Korban mengaku mendapatkan efek buruk dari segi fisik dan segi mental atas perundungan dan pelecehan tersebut. Ia juga menderita hipersekresi cairan lambung yang diakibatkan oleh trauma dan stres. Selain itu, ia didiagnosa menderita Post Traumatic Stress Disorder (PTSD). Hal itu diketahui setelah ia memeriksakan diri ke dokter.
Pada Agustus 2017, korban sempat mengadukan persoalan ini kepada Komnas HAM. Komnas HAM menyimpulkan apa yang dialami oleh korban sebagai kejahatan atau tindak pidana. Komnas HAM kemudian menyarankan korban untuk membuat laporan kepolisian.
Dua tahun berselang, 2019, korban memberanikan diri untuk melapor ke Polsek Gambir. Korban tak puas dengan respons pihak kepolisian yang waktu itu hanya menyarankan untuk mengadukan masalah ini ke atasan kantor.
Korban pun kemudian melaporkan permasalahan ini ke atasannya di tahun yang sama. Saat dihubungi oleh Gatra.com (1/9/2021) sore, korban menolak menerangkan atasan siapa yang dimaksud, termasuk posisi jabatannya di kantor.
“Akhirnya saya mengadukan para pelaku ke atasan sambil menangis, saya ceritakan semua pelecehan dan penindasan yang saya alami. Pengaduan ini berbuah dengan dipindahkannya saya ke ruangan lain yang dianggap ‘ditempati oleh orang orang yang lembut dan tak kasar,’” ujar korban.

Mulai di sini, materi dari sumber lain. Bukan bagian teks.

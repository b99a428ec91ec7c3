// ---
// lt_section: "15-testing-qa-runbook"
// lt_subsection: "integration-tests"
// lt_type: "test"
// lt_scope: "code"
// lt_description: "Bootstrap and gating scenarios against real loopback remotes."
// lt_version: "v0.0.0-prealpha"
// lt_owner: "tbd"
// ---
use std::net::SocketAddr;
use std::sync::atomic::{AtomicUsize, Ordering};
use std::sync::Arc;
use std::time::{Duration, Instant};

use axum::http::StatusCode;
use axum::routing::get;
use axum::Router;
use logtrack_host::{bootstrap, spawn_host, HostServer, HostState};
use logtrack_remotes::{
    HttpModuleLoader, HttpProbe, RegistryBuilder, RegistrySlot, RemoteCatalog, RemoteDescriptor,
};
use tokio::net::TcpListener;

/// How a fake remote answers its manifest request.
#[derive(Clone, Copy)]
enum Manifest {
    Ok { delay: Duration },
    Status(u16),
}

struct FakeRemote {
    base: String,
    widget_hits: Arc<AtomicUsize>,
}

async fn spawn_remote(name: &'static str, manifest: Manifest) -> FakeRemote {
    let widget_hits = Arc::new(AtomicUsize::new(0));
    let hits = Arc::clone(&widget_hits);
    let app = Router::new()
        .route(
            "/assets/remoteEntry.js",
            get(move || async move {
                match manifest {
                    Manifest::Ok { delay } => {
                        tokio::time::sleep(delay).await;
                        (StatusCode::OK, "export default {}")
                    }
                    Manifest::Status(code) => (
                        StatusCode::from_u16(code).unwrap(),
                        "manifest unavailable",
                    ),
                }
            }),
        )
        .route(
            "/widget",
            get(move || {
                let hits = Arc::clone(&hits);
                async move {
                    hits.fetch_add(1, Ordering::SeqCst);
                    format!("<section>{name} widget</section>")
                }
            }),
        );
    let listener = TcpListener::bind("127.0.0.1:0").await.unwrap();
    let addr = listener.local_addr().unwrap();
    tokio::spawn(async move {
        axum::serve(listener, app).await.unwrap();
    });
    FakeRemote {
        base: format!("http://{addr}"),
        widget_hits,
    }
}

fn descriptor(id: &str, label: &str, manifest_url: String, entry_url: String) -> RemoteDescriptor {
    RemoteDescriptor::new(id, label, format!("/{id}"), manifest_url, entry_url)
}

fn remote_descriptor(id: &str, label: &str, remote: &FakeRemote) -> RemoteDescriptor {
    descriptor(
        id,
        label,
        format!("{}/assets/remoteEntry.js", remote.base),
        format!("{}/widget", remote.base),
    )
}

async fn start_host(catalog: RemoteCatalog, probe_timeout: Duration) -> (HostServer, Duration) {
    let slot = RegistrySlot::new();
    let loader = Arc::new(HttpModuleLoader::new(Duration::from_secs(5)).unwrap());
    let state = HostState::new(catalog.clone(), slot.clone(), loader);
    let server = spawn_host(state, SocketAddr::from(([127, 0, 0, 1], 0))).unwrap();

    let builder = RegistryBuilder::new(Arc::new(HttpProbe::new().unwrap())).with_timeout(probe_timeout);
    let started = Instant::now();
    bootstrap(&catalog, &builder, &slot).await;
    (server, started.elapsed())
}

async fn fetch(server: &HostServer, path: &str) -> (reqwest::StatusCode, String) {
    let response = reqwest::get(format!("http://{}{}", server.addr(), path))
        .await
        .unwrap();
    let status = response.status();
    (status, response.text().await.unwrap())
}

#[tokio::test]
async fn both_remotes_online_mount_their_widgets() {
    let users = spawn_remote("users", Manifest::Ok { delay: Duration::ZERO }).await;
    let audit = spawn_remote("audit", Manifest::Ok { delay: Duration::from_millis(50) }).await;
    let catalog = RemoteCatalog::new(vec![
        remote_descriptor("users", "Users", &users),
        remote_descriptor("audit", "Audit", &audit),
    ])
    .unwrap();

    let (server, elapsed) = start_host(catalog, Duration::from_millis(3000)).await;
    assert!(elapsed < Duration::from_millis(3000));

    let (_, home) = fetch(&server, "/").await;
    assert!(home.contains("Users: online"));
    assert!(home.contains("Audit: online"));
    assert!(!home.contains("badge offline"));

    for id in ["users", "audit"] {
        let (status, page) = fetch(&server, &format!("/{id}")).await;
        assert_eq!(status, reqwest::StatusCode::OK);
        assert!(page.contains(&format!("hx-get=\"/remotes/{id}/widget\"")));

        let (status, widget) = fetch(&server, &format!("/remotes/{id}/widget")).await;
        assert_eq!(status, reqwest::StatusCode::OK);
        assert!(widget.contains(&format!("<section>{id} widget</section>")));
    }
    assert_eq!(users.widget_hits.load(Ordering::SeqCst), 1);
    assert_eq!(audit.widget_hits.load(Ordering::SeqCst), 1);
    server.shutdown().await.unwrap();
}

#[tokio::test]
async fn slow_remote_times_out_and_bounds_bootstrap() {
    let slow = spawn_remote("users", Manifest::Ok { delay: Duration::from_secs(10) }).await;
    let fast = spawn_remote("audit", Manifest::Ok { delay: Duration::from_millis(100) }).await;
    let catalog = RemoteCatalog::new(vec![
        remote_descriptor("users", "Users", &slow),
        remote_descriptor("audit", "Audit", &fast),
    ])
    .unwrap();

    let (server, elapsed) = start_host(catalog, Duration::from_millis(3000)).await;
    assert!(elapsed >= Duration::from_millis(3000), "bootstrap finished early: {elapsed:?}");
    assert!(elapsed < Duration::from_secs(10), "timeout not enforced: {elapsed:?}");

    let (_, home) = fetch(&server, "/").await;
    assert!(home.contains("Users: offline"));
    assert!(home.contains("Audit: online"));

    let (_, page) = fetch(&server, "/users").await;
    assert!(page.contains("Users remote offline"));
    assert_eq!(slow.widget_hits.load(Ordering::SeqCst), 0);
    server.shutdown().await.unwrap();
}

#[tokio::test]
async fn server_error_denies_the_route_without_loading() {
    let broken = spawn_remote("users", Manifest::Status(500)).await;
    let healthy = spawn_remote("audit", Manifest::Ok { delay: Duration::ZERO }).await;
    let catalog = RemoteCatalog::new(vec![
        remote_descriptor("users", "Users", &broken),
        remote_descriptor("audit", "Audit", &healthy),
    ])
    .unwrap();

    let (server, _) = start_host(catalog, Duration::from_millis(3000)).await;

    let (status, page) = fetch(&server, "/users").await;
    assert_eq!(status, reqwest::StatusCode::OK);
    assert!(page.contains("Users remote offline"));
    assert!(!page.contains("hx-get"));

    let (_, notice) = fetch(&server, "/remotes/users/widget").await;
    assert!(notice.contains("Users remote offline"));
    assert_eq!(broken.widget_hits.load(Ordering::SeqCst), 0);
    server.shutdown().await.unwrap();
}

#[tokio::test]
async fn malformed_manifest_url_resolves_offline() {
    let healthy = spawn_remote("users", Manifest::Ok { delay: Duration::ZERO }).await;
    let catalog = RemoteCatalog::new(vec![
        remote_descriptor("users", "Users", &healthy),
        descriptor(
            "audit",
            "Audit",
            "not a url at all".to_owned(),
            "also not a url".to_owned(),
        ),
    ])
    .unwrap();

    let (server, _) = start_host(catalog, Duration::from_millis(3000)).await;

    let (status, home) = fetch(&server, "/").await;
    assert_eq!(status, reqwest::StatusCode::OK);
    assert!(home.contains("Users: online"));
    assert!(home.contains("Audit: offline"));

    let (_, snapshot) = fetch(&server, "/api/remotes").await;
    assert!(snapshot.contains("invalid_url"));
    server.shutdown().await.unwrap();
}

“Sejak pengaduan itu, para pelaku mencibir saya sebagai manusia lemah dan si pengadu. Tapi mereka sama sekali tak disanksi dan akhirnya masih menindas saya dengan kalimat lebih kotor. Bahkan pernah tas saya di lempar keluar ruangan, kursi saya dikeluarkan dan ditulisi ‘Bangku ini tidak ada orangnya’. Perundungan itu terjadi selama bertahun tahun dan lingkungan kerja seolah tidak kaget. Para pelaku sama sekali tak tersentuh,” imbuh korban.

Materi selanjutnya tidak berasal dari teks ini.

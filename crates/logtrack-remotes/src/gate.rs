//! ---
//! lt_section: "02-remote-availability"
//! lt_subsection: "module"
//! lt_type: "source"
//! lt_scope: "code"
//! lt_description: "Per-route load decision derived from the registry."
//! lt_version: "v0.0.0-prealpha"
//! lt_owner: "tbd"
//! ---
use serde::Serialize;

use crate::registry::AvailabilityRegistry;

/// Whether a route may attempt to load its remote.
#[derive(Debug, Clone, Copy, PartialEq, Eq, Hash, Serialize)]
#[serde(rename_all = "lowercase")]
pub enum RouteGate {
    Allowed,
    Denied,
}

impl RouteGate {
    /// Pure read of the registry. Remotes without a verdict are denied.
    pub fn evaluate(registry: &AvailabilityRegistry, remote_id: &str) -> Self {
        match registry.is_available(remote_id) {
            Some(true) => RouteGate::Allowed,
            Some(false) | None => RouteGate::Denied,
        }
    }

    pub fn is_allowed(&self) -> bool {
        matches!(self, RouteGate::Allowed)
    }

    pub fn as_str(&self) -> &'static str {
        match self {
            RouteGate::Allowed => "allowed",
            RouteGate::Denied => "denied",
        }
    }
}

impl std::fmt::Display for RouteGate {
    fn fmt(&self, f: &mut std::fmt::Formatter<'_>) -> std::fmt::Result {
        f.write_str(self.as_str())
    }
}
use crate::modules::protocol::Selection;

/// Turns a field's selection into the text it contributes, if any.
///
/// Catalog values are passed through untouched; membership in the active
/// context is the caller's job (see `PromptSession::select`). Custom text is
/// trimmed, and whitespace-only text counts as no selection.
pub struct FieldResolver;

impl FieldResolver {
    pub fn resolve(selection: &Selection) -> Option<&str> {
        match selection {
            Selection::None => None,
            Selection::Catalog(value) if value.is_empty() => None,
            Selection::Catalog(value) => Some(value.as_str()),
            Selection::Custom(text) => {
                let t = text.trim();
                if t.is_empty() {
                    None
                } else {
                    Some(t)
                }
            }
        }
    }
}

Pada 2020, korban kembali melaporkan kasus ini ke Polsek Gambir. Namun, lagi-lagi, korban kecewa dengan respons polisi saat itu. "Begini saja pak, mana nomor orang yang melecehkan bapak, biar saya telepon orangnya,” ujar korban menirukan seorang petugas polisi tersebut.